Would you find each line in the entries below with the string "struct" and copy it?

Items from a dataset
= = = = =
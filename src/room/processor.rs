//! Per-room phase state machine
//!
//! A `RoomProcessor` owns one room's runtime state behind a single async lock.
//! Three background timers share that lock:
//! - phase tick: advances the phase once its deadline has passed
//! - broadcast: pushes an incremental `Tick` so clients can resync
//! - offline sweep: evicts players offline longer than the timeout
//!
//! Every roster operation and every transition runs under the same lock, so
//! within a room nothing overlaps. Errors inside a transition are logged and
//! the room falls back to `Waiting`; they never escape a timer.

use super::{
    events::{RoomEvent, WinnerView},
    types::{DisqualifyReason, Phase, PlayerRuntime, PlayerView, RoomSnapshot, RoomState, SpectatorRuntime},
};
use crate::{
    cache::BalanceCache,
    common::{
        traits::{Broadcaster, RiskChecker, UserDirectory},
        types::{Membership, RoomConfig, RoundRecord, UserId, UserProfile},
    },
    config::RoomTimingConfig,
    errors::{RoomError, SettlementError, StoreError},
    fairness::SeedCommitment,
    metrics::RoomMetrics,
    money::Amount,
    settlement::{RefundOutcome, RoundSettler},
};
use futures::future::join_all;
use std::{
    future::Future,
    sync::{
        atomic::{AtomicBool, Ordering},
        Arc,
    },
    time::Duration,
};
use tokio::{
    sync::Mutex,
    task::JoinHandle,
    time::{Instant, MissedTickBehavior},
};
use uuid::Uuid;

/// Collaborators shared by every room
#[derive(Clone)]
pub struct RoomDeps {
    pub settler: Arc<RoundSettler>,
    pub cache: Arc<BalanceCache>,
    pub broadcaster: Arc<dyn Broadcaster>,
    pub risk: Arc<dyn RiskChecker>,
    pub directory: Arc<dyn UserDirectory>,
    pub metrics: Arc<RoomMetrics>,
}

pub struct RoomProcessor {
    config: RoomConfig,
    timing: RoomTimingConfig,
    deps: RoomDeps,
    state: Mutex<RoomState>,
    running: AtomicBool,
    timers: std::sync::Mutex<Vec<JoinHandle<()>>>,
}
= = = = =
- Result of this task:
pub struct RoomDeps {
pub struct RoomProcessor {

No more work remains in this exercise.